Wednesday, 29 June 2022 – 13:40

Who Is Arron Banks? – Leave.Eu figure under investigation

The National Crime Agency has opened an investigation into Arron Banks over alleged offences committed at the 2016 EU referendum. 


Who is Arron Banks?

  • Mr Banks is a prominent insurance tycoon, based in Bristol. 
  • A close friend and supporter of Nigel Farage, Mr Banks was a Conservative supporter until 2014 before switching allegiance to UKIP. 
  • It is claimed that Banks is one of the biggest political donors in UK history, having thought to have donated to the leave campaign. 
  • In particular, he gave £9.6m Leave.EU., which he helped co-found, and UKIP. 


The allegations of wrongdoing relate specifically to the donations Mr Banks made. 

The crime watchdog said it believes Mr Banks was not the “true source” of loans to the leave campaign and suggested that the money had come from “impermissible sources”.

Under UK law, loans and donations to registered campaigners can only come from permissible sources. This excludes overseas or foreign funding, a topic particularly relevant since suggestions of recent Russian interference in US and UK elections. The law was introduced in 2000 by the Labour Government after a series of scandals.

Mr Banks has denied any wrongdoing, but nevertheless welcomed the investigation. He said that he was “confident” that a “full and frank investigation” would “end the ludicrous allegations”. He claimed also that the Electoral Commission was acting under “intense pressure” from anti-Brexit supporters. 

MPs have responded to the investigation. Labour MP Stephen Kinnock said that public trust in the source of political donations was “bigger than Brexit”. In response to the notion that the referendum should be rerun, Mr Kinnock dismissed that there was a “natural connection” between the allegations and calling for a rerun.
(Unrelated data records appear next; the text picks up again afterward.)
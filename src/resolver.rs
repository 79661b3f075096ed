//! Delta resolution between a local and a remote snapshot.
//!
//! One algorithm serves both task items and task collections; each kind
//! supplies its notion of identity and staleness through [`Reconcilable`].

use std::collections::{HashMap, HashSet};

use tracing::{debug, error};

use crate::collection::TaskCollection;
use crate::delta::Delta;
use crate::error::{Error, Result};
use crate::task::TaskItem;

/// Identity and staleness rules for something that can be synced.
pub trait Reconcilable: Clone {
    fn id(&self) -> Option<&str>;

    fn modified_time(&self) -> i64;

    /// True when the user-visible fields match.
    fn has_same_properties(&self, other: &Self) -> bool;

    /// True when two id-less snapshots describe the same unsynced entry.
    fn same_snapshot(&self, other: &Self) -> bool;

    /// Remote-only entries are added locally only when their group already
    /// exists locally.
    fn group_key(&self) -> Option<&str>;

    /// True for the remote catch-all list (or items inside it).
    fn is_default_collection(&self) -> bool;

    /// Both sides carry the same non-empty id.
    fn equals(&self, other: &Self) -> bool {
        matches!((self.id(), other.id()), (Some(a), Some(b)) if a == b)
    }

    fn is_older_version_of(&self, other: &Self) -> bool {
        self.equals(other)
            && !self.has_same_properties(other)
            && self.modified_time() < other.modified_time()
    }

    fn same_unsynced(&self, other: &Self) -> bool {
        self.id().is_none() && other.id().is_none() && self.same_snapshot(other)
    }
}

pub fn compute_collection_deltas(
    origin: &[TaskCollection],
    remote: &[TaskCollection],
    known: Delta<TaskCollection>,
) -> Result<Delta<TaskCollection>> {
    resolve(origin, remote, known)
}

pub fn compute_item_deltas(
    origin: &[TaskItem],
    remote: &[TaskItem],
    known: Delta<TaskItem>,
) -> Result<Delta<TaskItem>> {
    resolve(origin, remote, known)
}

/// Like [`compute_item_deltas`], but remote-only items are accepted for any
/// group in `local_groups` as well as the groups of `origin` items.
pub fn compute_item_deltas_with_groups(
    origin: &[TaskItem],
    remote: &[TaskItem],
    known: Delta<TaskItem>,
    local_groups: &HashSet<Option<String>>,
) -> Result<Delta<TaskItem>> {
    let mut groups: HashSet<Option<&str>> = local_groups.iter().map(Option::as_deref).collect();
    groups.extend(origin.iter().map(|entry| entry.group_key()));
    resolve_within(origin, remote, known, &groups)
}

/// Classify every difference between `origin` and `remote` that `known`
/// does not already account for, appending to `known`.
pub fn resolve<T: Reconcilable>(origin: &[T], remote: &[T], known: Delta<T>) -> Result<Delta<T>> {
    let groups: HashSet<Option<&str>> = origin.iter().map(|entry| entry.group_key()).collect();
    resolve_within(origin, remote, known, &groups)
}

fn resolve_within<T: Reconcilable>(
    origin: &[T],
    remote: &[T],
    known: Delta<T>,
    groups: &HashSet<Option<&str>>,
) -> Result<Delta<T>> {
    let mut delta = known;

    let origin_set = filter_known(origin, delta.origin_filters())?;
    let mut remote_set = filter_known(remote, delta.remote_filters())?;
    let mut resolved = 0usize;

    for entry in origin_set {
        let id = match entry.id().map(str::to_owned) {
            Some(id) => id,
            None => {
                delta.to_remote.add.push(entry);
                continue;
            }
        };

        match remote_set
            .iter()
            .position(|candidate| candidate.id() == Some(id.as_str()))
        {
            None => {
                if !delta.to_origin.remove_id.iter().any(|queued| queued.equals(&entry)) {
                    delta.to_origin.remove_id.push(entry);
                }
            }
            Some(index) => {
                let counterpart = remote_set.remove(index);
                if entry.is_older_version_of(&counterpart) {
                    delta.to_origin.modify.push(counterpart);
                } else if counterpart.is_older_version_of(&entry) {
                    delta.to_remote.modify.push(entry);
                } else {
                    resolved += 1;
                }
            }
        }
    }

    for entry in remote_set {
        if entry.is_default_collection() {
            continue;
        }
        if !groups.contains(&entry.group_key()) {
            debug!(id = ?entry.id(), group = ?entry.group_key(), "skipping remote entry in unknown group");
            continue;
        }
        delta.to_origin.add.push(entry);
    }

    debug!(
        resolved,
        to_origin = delta.to_origin.len(),
        to_remote = delta.to_remote.len(),
        "resolved delta"
    );
    Ok(delta)
}

/// Drop every entry of `list` already covered by `filters`.
///
/// Each identified filter must remove exactly one entry; anything else means
/// ids are duplicated or a pending change lost its counterpart. Id-less
/// filters are matched by content and are not counted.
fn filter_known<'a, T>(list: &[T], filters: impl Iterator<Item = &'a T>) -> Result<Vec<T>>
where
    T: Reconcilable + 'a,
{
    let mut ids: HashMap<&str, usize> = HashMap::new();
    let mut unsynced: Vec<&T> = Vec::new();
    for filter in filters {
        match filter.id() {
            Some(id) => *ids.entry(id).or_default() += 1,
            None => unsynced.push(filter),
        }
    }

    let expected: usize = ids.values().sum();
    let mut removed = 0usize;
    let kept = list
        .iter()
        .filter(|entry| {
            if let Some(id) = entry.id() {
                if ids.contains_key(id) {
                    removed += 1;
                    return false;
                }
                return true;
            }
            match unsynced.iter().position(|filter| filter.same_unsynced(entry)) {
                Some(index) => {
                    unsynced.swap_remove(index);
                    false
                }
                None => true,
            }
        })
        .cloned()
        .collect();

    if removed != expected {
        error!(
            filters = expected,
            removed, "known delta does not match snapshot"
        );
        return Err(Error::IdentityMismatch {
            filters: expected,
            removed,
        });
    }
    Ok(kept)
}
He suggested rather, increased focus on holding Mr Banks to account. 

However, SNP MP Kirsty Blackman said that if people were found to be breaking the law, then there is cause to “look at the possible validity of the results”.

If the allegations turn out to be true, it does raise important questions as to whether or not the leaver campaign overall was benefited. More importantly, if any benefit was found, it would be important to determine how far the final result was influenced by funding wrongly received in comparison to had the donations not been made. In particular, £2.9m of this money directly funded referendum spending.